- **Data items**
━━━━━━━━━━━━━━━━
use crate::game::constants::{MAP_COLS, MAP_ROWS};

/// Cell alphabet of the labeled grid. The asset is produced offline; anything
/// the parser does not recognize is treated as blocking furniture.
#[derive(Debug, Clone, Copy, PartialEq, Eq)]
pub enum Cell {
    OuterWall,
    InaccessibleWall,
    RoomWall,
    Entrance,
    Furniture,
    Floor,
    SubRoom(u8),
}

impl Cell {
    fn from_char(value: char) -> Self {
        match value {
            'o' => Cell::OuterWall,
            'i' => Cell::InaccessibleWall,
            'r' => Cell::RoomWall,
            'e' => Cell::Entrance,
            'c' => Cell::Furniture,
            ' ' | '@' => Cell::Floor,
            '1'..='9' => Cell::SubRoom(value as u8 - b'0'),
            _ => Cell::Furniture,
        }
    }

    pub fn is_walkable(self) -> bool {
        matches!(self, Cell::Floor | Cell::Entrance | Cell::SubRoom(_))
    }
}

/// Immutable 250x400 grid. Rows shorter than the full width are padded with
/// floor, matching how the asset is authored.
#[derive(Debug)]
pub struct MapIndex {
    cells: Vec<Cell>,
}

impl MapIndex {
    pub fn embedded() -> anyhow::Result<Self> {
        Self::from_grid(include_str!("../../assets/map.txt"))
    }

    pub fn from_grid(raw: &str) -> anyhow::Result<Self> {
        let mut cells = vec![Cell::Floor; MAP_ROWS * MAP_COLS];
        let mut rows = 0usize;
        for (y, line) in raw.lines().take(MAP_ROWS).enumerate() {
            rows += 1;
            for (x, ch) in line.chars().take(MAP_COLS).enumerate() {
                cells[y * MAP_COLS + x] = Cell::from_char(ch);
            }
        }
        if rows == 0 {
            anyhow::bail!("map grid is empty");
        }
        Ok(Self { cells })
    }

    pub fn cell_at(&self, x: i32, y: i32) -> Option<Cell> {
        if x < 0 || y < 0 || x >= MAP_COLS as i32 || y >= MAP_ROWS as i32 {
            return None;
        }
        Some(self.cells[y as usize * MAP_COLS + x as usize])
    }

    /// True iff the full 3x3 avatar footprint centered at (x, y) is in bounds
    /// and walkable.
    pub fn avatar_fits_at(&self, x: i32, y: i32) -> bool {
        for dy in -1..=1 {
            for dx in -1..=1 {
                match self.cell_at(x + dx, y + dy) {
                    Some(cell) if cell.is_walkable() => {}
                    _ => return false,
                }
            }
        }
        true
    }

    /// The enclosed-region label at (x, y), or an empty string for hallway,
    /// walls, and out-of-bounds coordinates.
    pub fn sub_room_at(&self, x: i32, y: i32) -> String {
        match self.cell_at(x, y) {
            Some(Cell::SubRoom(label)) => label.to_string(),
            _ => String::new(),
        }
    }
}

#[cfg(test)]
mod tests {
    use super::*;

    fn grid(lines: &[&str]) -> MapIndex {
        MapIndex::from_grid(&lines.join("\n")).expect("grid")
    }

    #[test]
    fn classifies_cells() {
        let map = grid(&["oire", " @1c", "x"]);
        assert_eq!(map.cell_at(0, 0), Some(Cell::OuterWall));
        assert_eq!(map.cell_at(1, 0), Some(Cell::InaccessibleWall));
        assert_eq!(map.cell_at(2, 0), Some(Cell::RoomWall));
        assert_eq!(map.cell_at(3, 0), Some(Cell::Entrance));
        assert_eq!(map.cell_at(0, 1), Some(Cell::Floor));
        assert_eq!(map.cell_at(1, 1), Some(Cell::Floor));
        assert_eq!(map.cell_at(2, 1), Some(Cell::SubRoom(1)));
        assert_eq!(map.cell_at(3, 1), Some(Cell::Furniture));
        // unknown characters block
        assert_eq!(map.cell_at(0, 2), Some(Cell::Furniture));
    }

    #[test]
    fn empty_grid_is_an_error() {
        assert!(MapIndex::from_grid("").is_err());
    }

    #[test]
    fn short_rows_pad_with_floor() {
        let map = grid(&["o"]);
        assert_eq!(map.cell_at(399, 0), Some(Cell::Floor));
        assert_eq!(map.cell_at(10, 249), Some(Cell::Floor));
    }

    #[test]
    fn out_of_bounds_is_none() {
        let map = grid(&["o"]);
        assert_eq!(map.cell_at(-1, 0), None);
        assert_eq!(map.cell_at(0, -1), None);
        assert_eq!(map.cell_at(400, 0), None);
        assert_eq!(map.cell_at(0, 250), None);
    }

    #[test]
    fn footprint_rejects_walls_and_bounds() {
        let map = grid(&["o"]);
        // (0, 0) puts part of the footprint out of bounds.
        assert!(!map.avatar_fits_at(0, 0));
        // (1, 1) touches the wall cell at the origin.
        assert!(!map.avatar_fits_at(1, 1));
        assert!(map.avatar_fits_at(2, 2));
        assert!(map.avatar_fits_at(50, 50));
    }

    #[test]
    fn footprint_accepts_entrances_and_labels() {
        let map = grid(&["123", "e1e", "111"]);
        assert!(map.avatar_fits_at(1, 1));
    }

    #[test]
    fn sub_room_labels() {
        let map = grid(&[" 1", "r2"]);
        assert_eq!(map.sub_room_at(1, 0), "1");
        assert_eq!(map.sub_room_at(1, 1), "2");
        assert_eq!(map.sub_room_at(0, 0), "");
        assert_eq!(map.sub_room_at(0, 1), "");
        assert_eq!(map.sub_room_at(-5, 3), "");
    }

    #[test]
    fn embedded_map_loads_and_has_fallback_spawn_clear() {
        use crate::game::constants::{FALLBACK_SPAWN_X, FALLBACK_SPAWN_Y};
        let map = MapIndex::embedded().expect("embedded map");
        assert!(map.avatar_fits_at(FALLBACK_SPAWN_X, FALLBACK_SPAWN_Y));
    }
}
━━━━━━━━━━━━━━━━
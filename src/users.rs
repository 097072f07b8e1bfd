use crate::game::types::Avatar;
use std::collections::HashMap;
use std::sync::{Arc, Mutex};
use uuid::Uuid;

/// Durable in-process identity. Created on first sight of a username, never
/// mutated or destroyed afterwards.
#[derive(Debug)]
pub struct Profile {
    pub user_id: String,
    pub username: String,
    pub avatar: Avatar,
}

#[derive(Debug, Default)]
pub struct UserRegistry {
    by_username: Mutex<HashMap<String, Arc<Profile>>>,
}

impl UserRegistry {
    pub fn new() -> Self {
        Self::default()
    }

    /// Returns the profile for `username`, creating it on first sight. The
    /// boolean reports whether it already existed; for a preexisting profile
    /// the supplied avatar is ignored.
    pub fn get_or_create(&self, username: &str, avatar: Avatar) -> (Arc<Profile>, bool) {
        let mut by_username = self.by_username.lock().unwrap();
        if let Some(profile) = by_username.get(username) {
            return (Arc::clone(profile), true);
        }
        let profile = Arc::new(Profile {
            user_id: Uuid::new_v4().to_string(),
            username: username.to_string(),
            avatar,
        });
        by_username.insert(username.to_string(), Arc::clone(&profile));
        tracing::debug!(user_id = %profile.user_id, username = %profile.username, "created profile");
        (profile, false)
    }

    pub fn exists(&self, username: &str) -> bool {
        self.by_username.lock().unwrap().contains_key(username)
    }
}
━━━━━━━━━━━━━━━━
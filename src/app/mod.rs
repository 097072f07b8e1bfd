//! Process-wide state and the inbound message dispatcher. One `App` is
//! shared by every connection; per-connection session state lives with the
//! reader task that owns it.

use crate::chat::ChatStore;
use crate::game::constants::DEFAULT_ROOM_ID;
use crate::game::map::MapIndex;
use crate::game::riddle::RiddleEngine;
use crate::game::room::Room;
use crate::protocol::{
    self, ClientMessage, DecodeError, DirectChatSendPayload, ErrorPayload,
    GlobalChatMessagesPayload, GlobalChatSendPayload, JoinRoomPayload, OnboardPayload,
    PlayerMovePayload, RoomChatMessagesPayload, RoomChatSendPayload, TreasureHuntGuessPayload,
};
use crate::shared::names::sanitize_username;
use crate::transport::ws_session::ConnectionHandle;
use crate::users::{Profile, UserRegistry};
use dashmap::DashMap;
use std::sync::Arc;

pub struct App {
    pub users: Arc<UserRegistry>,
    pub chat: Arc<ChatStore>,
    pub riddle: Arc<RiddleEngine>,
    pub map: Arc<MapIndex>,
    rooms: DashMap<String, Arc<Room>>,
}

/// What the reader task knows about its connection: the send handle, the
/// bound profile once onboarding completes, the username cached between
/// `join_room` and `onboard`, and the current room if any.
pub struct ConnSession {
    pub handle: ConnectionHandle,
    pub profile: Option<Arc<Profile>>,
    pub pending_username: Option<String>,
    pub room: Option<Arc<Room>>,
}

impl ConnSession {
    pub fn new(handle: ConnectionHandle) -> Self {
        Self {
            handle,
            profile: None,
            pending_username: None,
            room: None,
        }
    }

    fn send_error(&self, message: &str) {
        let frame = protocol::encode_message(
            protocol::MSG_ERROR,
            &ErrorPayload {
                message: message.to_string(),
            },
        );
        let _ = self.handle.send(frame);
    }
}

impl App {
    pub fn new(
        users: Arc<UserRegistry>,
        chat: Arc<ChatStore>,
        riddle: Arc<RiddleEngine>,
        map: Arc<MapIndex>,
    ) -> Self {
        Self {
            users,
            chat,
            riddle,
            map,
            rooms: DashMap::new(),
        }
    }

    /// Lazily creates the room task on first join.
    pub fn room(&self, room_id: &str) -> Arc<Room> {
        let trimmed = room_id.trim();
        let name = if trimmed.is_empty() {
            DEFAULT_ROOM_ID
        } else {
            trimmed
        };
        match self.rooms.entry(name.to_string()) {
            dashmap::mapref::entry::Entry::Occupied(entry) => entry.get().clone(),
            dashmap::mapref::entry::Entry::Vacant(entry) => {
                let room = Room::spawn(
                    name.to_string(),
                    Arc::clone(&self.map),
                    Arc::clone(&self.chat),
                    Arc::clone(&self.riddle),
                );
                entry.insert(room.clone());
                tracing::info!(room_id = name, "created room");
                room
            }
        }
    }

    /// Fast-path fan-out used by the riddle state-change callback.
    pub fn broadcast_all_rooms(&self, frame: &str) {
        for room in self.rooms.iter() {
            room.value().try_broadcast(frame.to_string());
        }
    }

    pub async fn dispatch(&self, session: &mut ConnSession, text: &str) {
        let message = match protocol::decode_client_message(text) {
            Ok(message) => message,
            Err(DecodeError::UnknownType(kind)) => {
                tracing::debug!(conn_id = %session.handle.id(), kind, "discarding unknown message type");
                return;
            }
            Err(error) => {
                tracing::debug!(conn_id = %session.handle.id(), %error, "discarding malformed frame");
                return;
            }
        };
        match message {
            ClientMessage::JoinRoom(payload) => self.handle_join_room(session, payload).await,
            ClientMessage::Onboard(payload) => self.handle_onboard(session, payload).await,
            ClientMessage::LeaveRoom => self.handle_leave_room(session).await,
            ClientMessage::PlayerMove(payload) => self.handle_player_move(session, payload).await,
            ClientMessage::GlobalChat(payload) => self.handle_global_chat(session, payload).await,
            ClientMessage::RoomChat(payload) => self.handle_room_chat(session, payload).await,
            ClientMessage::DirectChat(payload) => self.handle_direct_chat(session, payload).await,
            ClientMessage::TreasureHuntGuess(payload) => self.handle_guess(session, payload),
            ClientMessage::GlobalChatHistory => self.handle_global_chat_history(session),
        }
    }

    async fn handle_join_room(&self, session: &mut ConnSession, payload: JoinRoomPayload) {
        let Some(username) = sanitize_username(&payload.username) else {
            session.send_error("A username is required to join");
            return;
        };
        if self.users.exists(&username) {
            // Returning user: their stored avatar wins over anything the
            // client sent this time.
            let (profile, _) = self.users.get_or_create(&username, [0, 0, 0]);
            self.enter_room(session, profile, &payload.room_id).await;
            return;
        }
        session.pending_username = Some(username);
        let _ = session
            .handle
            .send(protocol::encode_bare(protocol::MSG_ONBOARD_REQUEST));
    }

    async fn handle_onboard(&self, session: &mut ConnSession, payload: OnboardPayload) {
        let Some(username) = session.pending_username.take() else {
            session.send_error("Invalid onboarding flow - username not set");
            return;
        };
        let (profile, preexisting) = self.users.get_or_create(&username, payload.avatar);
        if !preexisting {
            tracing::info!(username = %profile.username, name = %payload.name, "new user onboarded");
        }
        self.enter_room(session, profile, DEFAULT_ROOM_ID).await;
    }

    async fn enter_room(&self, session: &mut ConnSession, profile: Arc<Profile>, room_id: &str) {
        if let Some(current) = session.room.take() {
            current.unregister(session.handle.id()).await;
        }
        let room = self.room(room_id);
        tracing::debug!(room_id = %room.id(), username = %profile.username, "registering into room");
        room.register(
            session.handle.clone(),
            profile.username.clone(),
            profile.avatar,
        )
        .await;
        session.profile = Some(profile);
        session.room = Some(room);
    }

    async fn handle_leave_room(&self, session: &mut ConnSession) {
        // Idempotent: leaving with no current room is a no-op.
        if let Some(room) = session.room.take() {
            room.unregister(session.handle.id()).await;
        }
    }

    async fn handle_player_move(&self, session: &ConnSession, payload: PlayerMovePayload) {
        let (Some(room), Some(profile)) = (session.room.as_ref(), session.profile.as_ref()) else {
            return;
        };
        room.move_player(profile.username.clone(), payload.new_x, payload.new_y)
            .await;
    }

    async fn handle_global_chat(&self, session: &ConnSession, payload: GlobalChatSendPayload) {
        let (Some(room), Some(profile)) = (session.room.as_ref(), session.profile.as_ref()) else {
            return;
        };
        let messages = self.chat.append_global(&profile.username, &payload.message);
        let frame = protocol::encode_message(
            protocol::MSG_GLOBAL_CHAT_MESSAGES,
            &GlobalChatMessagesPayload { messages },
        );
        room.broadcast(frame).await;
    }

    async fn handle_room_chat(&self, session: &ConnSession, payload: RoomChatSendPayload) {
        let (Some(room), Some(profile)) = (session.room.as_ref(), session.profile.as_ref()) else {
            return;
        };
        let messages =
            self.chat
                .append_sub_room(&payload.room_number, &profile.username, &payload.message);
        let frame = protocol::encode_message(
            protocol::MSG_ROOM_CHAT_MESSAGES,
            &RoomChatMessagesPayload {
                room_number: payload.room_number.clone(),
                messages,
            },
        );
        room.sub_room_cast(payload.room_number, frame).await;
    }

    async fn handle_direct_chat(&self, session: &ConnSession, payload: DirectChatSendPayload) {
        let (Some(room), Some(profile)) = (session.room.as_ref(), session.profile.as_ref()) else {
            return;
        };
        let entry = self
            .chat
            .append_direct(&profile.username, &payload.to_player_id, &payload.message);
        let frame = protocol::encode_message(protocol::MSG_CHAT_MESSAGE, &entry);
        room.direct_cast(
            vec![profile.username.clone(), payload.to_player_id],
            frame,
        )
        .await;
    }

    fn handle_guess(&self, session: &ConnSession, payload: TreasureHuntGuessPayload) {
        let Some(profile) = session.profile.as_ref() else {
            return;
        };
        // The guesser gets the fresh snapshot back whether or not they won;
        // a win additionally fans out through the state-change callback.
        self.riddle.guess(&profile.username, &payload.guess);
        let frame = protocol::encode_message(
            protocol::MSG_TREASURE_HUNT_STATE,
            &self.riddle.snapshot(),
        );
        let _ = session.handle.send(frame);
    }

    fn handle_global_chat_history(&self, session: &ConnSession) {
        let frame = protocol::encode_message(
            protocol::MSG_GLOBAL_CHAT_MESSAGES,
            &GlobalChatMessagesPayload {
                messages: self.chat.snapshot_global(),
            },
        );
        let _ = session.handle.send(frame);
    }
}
━━━━━━━━━━━━━━━━
- **TASK STATEMENT**
Note each line above that holds "JoinRoomPayload", then copy all of them.

- **SOLUTION TO THIS EXERCISE**
    GlobalChatMessagesPayload, GlobalChatSendPayload, JoinRoomPayload, OnboardPayload,
    async fn handle_join_room(&self, session: &mut ConnSession, payload: JoinRoomPayload) {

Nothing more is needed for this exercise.